> **Work to be completed**:
Report how many lines in the records below contain the word "take". Give only the number.

> **Stored data**:
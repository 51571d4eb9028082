//! One transfer: a single ordered event loop from discovery to teardown.

use std::sync::atomic::{AtomicUsize, Ordering};
use std::sync::Arc;
use std::time::{Duration, Instant};

use bytes::Bytes;
use tokio::sync::{oneshot, watch, OwnedMutexGuard};
use tokio::task::{JoinError, JoinHandle};

use chunkline_core::config::{FragmentConfig, SessionConfig};
use chunkline_core::{make_fragments, ChunklineConfig, Dechunker, FragmentOutcome};

use crate::chunk::SendWorker;
use crate::transport::{
    EndpointHandle, EndpointIdentity, EventStream, PeerHandle, Transport, TransportError,
    TransportEvent,
};

use super::state::{Deadline, DeadlineKind, TransferState};
use super::{short_digest, Response, SessionError, TransferReport};

type WorkerHandle = JoinHandle<Result<usize, TransportError>>;

pub(super) struct Transfer<T: Transport> {
    id: u64,
    transport: Arc<T>,
    identity: EndpointIdentity,
    fragment: FragmentConfig,
    session: SessionConfig,
    payload: Bytes,
    /// Busy guard. Released when the transfer is dropped.
    events: OwnedMutexGuard<EventStream>,
    state: Arc<watch::Sender<TransferState>>,
    dechunker: Dechunker,
    peer: Option<PeerHandle>,
    deadline: Option<Deadline>,
    worker: Option<WorkerHandle>,
    fragments_sent: Arc<AtomicUsize>,
    response_fragments: usize,
    started: Instant,
}

impl<T: Transport> Transfer<T> {
    pub fn new(
        id: u64,
        transport: Arc<T>,
        identity: EndpointIdentity,
        config: &ChunklineConfig,
        payload: Bytes,
        events: OwnedMutexGuard<EventStream>,
        state: Arc<watch::Sender<TransferState>>,
    ) -> Self {
        Self {
            id,
            transport,
            identity,
            dechunker: Dechunker::new(
                config.fragment.max_fragment_size,
                config.fragment.max_payload_len,
            ),
            fragment: config.fragment.clone(),
            session: config.session.clone(),
            payload,
            events,
            state,
            peer: None,
            deadline: None,
            worker: None,
            fragments_sent: Arc::new(AtomicUsize::new(0)),
            response_fragments: 0,
            started: Instant::now(),
        }
    }

    pub async fn run(mut self, cancel: oneshot::Receiver<()>) -> Result<Response, SessionError> {
        let result = self.drive(cancel).await;
        self.teardown(&result);

        // Idle is only published once the busy guard is gone
        let (id, state) = (self.id, self.state.clone());
        drop(self);
        let prev = state.send_replace(TransferState::Idle);
        tracing::debug!(transfer = id, from = %prev, to = "idle", "state change");
        result
    }

    async fn drive(&mut self, mut cancel: oneshot::Receiver<()>) -> Result<Response, SessionError> {
        tracing::info!(
            transfer = self.id,
            request_bytes = self.payload.len(),
            service = %self.identity.service,
            "transfer starting"
        );

        self.set_state(TransferState::Discovering);
        self.deadline = Some(Deadline::after(
            self.session.discovery_timeout(),
            DeadlineKind::Discovery,
        ));
        self.transport
            .discover(&self.identity)
            .map_err(SessionError::DiscoveryFailed)?;

        let mut cancel_open = true;

        loop {
            let deadline = self.deadline;
            let timer_at = deadline.map(|d| d.at).unwrap_or_else(tokio::time::Instant::now);

            tokio::select! {
                biased;

                signal = &mut cancel, if cancel_open => {
                    cancel_open = false;
                    if signal.is_ok() {
                        return Err(SessionError::Cancelled);
                    }
                    // handle dropped without cancelling: keep going detached
                }

                _ = tokio::time::sleep_until(timer_at), if deadline.is_some() => {
                    let err = deadline.map(Deadline::error).unwrap_or(SessionError::ExchangeTimedOut);
                    tracing::warn!(transfer = self.id, state = %self.current_state(), error = %err, "timed out");
                    return Err(err);
                }

                joined = join_worker(&mut self.worker), if self.worker.is_some() => {
                    self.worker = None;
                    self.on_worker_done(joined)?;
                }

                event = self.events.recv() => {
                    let event = event.ok_or(SessionError::EventStreamClosed)?;
                    if let Some(payload) = self.on_event(event)? {
                        return self.complete(payload);
                    }
                }
            }
        }
    }

    fn on_event(&mut self, event: TransportEvent) -> Result<Option<Bytes>, SessionError> {
        let state = self.current_state();
        tracing::trace!(transfer = self.id, %state, event = event.name(), "transport event");

        match (state, event) {
            (TransferState::Discovering, TransportEvent::PeerFound(peer)) => {
                tracing::info!(transfer = self.id, %peer, "peer discovered");
                self.transport.stop_discovery();
                self.deadline = self
                    .session
                    .exchange_timeout()
                    .map(|t| Deadline::after(t, DeadlineKind::Exchange));
                self.set_state(TransferState::Connecting);
                self.transport
                    .connect(peer)
                    .map_err(SessionError::EndpointResolutionFailed)?;
                self.peer = Some(peer);
            }

            (TransferState::Connecting, TransportEvent::Connected(peer))
                if Some(peer) == self.peer =>
            {
                tracing::debug!(transfer = self.id, %peer, "connected");
                self.set_state(TransferState::ResolvingEndpoints);
                self.transport
                    .resolve_endpoints(peer, &self.identity)
                    .map_err(SessionError::EndpointResolutionFailed)?;
            }

            (TransferState::Connecting, TransportEvent::ConnectFailed(e)) => {
                self.peer = None;
                return Err(SessionError::EndpointResolutionFailed(e));
            }

            (TransferState::ResolvingEndpoints, TransportEvent::EndpointsResolved { write, notify }) => {
                self.begin_sending(write, notify)?;
            }

            (TransferState::ResolvingEndpoints, TransportEvent::ResolveFailed(e)) => {
                return Err(SessionError::EndpointResolutionFailed(e));
            }

            (s, TransportEvent::FragmentReceived(packet)) if s.receives_fragments() => {
                return self.on_fragment(&packet);
            }

            (s, TransportEvent::NotifyFailed(e)) if s.is_linked() => {
                return Err(SessionError::NotificationFailed(e));
            }

            (s, TransportEvent::Disconnected(peer)) if s.is_linked() && Some(peer) == self.peer => {
                self.peer = None;
                return Err(SessionError::ConnectionLost);
            }

            (s, other) => {
                tracing::debug!(transfer = self.id, state = %s, event = other.name(), "ignoring event");
            }
        }

        Ok(None)
    }

    fn begin_sending(
        &mut self,
        write: EndpointHandle,
        notify: EndpointHandle,
    ) -> Result<(), SessionError> {
        let peer = self.peer.ok_or(SessionError::ConnectionLost)?;

        self.transport
            .subscribe(peer, notify)
            .map_err(SessionError::NotificationFailed)?;

        let fragments = make_fragments(&self.payload, self.fragment.max_fragment_size);
        tracing::info!(
            transfer = self.id,
            request_bytes = self.payload.len(),
            fragments = fragments.len(),
            fragment_size = self.fragment.max_fragment_size,
            "request chunked"
        );

        self.set_state(TransferState::Sending);
        let worker = SendWorker::new(
            self.transport.clone(),
            peer,
            write,
            fragments,
            self.session.pacing(),
        );
        self.fragments_sent = worker.progress();
        self.worker = Some(tokio::spawn(worker.run()));
        Ok(())
    }

    fn on_worker_done(
        &mut self,
        joined: Result<Result<usize, TransportError>, JoinError>,
    ) -> Result<(), SessionError> {
        match joined {
            Ok(Ok(sent)) => {
                tracing::trace!(transfer = self.id, sent, "send worker finished");
                if self.current_state() == TransferState::Sending {
                    self.set_state(TransferState::AwaitingResponse);
                }
                Ok(())
            }
            Ok(Err(e)) => Err(SessionError::TransportWriteFailed(e)),
            Err(e) => Err(SessionError::TaskFailed(e.to_string())),
        }
    }

    fn on_fragment(&mut self, packet: &[u8]) -> Result<Option<Bytes>, SessionError> {
        tracing::trace!(transfer = self.id, len = packet.len(), "received fragment");
        match self.dechunker.add_fragment(packet) {
            Ok(FragmentOutcome::Incomplete) => {
                self.response_fragments += 1;
                Ok(None)
            }
            Ok(FragmentOutcome::Complete(payload)) => {
                self.response_fragments += 1;
                tracing::debug!(
                    transfer = self.id,
                    response_bytes = payload.len(),
                    "dechunker done"
                );
                Ok(Some(payload))
            }
            Err(e) => Err(SessionError::DechunkFailed(e)),
        }
    }

    fn complete(&mut self, payload: Bytes) -> Result<Response, SessionError> {
        self.set_state(TransferState::Completing);
        self.deadline = None;

        let report = TransferReport {
            transfer_id: self.id,
            request_bytes: self.payload.len(),
            fragments_sent: self.fragments_sent.load(Ordering::Acquire),
            response_bytes: payload.len(),
            response_fragments: self.response_fragments,
            elapsed_ms: self.started.elapsed().as_millis(),
            request_digest: short_digest(&self.payload),
            response_digest: short_digest(&payload),
        };

        let text = String::from_utf8(payload.to_vec()).map_err(|e| {
            tracing::warn!(transfer = self.id, error = %e, "failed to parse response");
            SessionError::DecodeFailed(e)
        })?;

        tracing::info!(
            transfer = self.id,
            response_bytes = report.response_bytes,
            digest = %report.response_digest,
            "got response"
        );
        Ok(Response { text, report })
    }

    fn teardown(&mut self, result: &Result<Response, SessionError>) {
        if let Some(worker) = self.worker.take() {
            worker.abort();
        }
        if self.current_state() == TransferState::Discovering {
            self.transport.stop_discovery();
        }
        if let Some(peer) = self.peer.take() {
            self.transport.disconnect(peer);
        }
        self.dechunker.reset();

        let elapsed = self.started.elapsed();
        match result {
            Ok(_) => tracing::info!(
                transfer = self.id,
                elapsed_secs = secs(elapsed),
                "disconnect after transfer"
            ),
            Err(e) => tracing::warn!(
                transfer = self.id,
                state = %self.current_state(),
                elapsed_secs = secs(elapsed),
                error = %e,
                "transfer aborted"
            ),
        }
    }

    fn current_state(&self) -> TransferState {
        *self.state.borrow()
    }

    fn set_state(&self, next: TransferState) {
        let prev = self.state.send_replace(next);
        if prev != next {
            tracing::debug!(transfer = self.id, from = %prev, to = %next, "state change");
        }
    }
}

async fn join_worker(
    worker: &mut Option<WorkerHandle>,
) -> Result<Result<usize, TransportError>, JoinError> {
    match worker {
        Some(handle) => handle.await,
        None => std::future::pending().await,
    }
}

fn secs(d: Duration) -> f64 {
    d.as_secs_f64()
}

> **Solution to the problem**:
2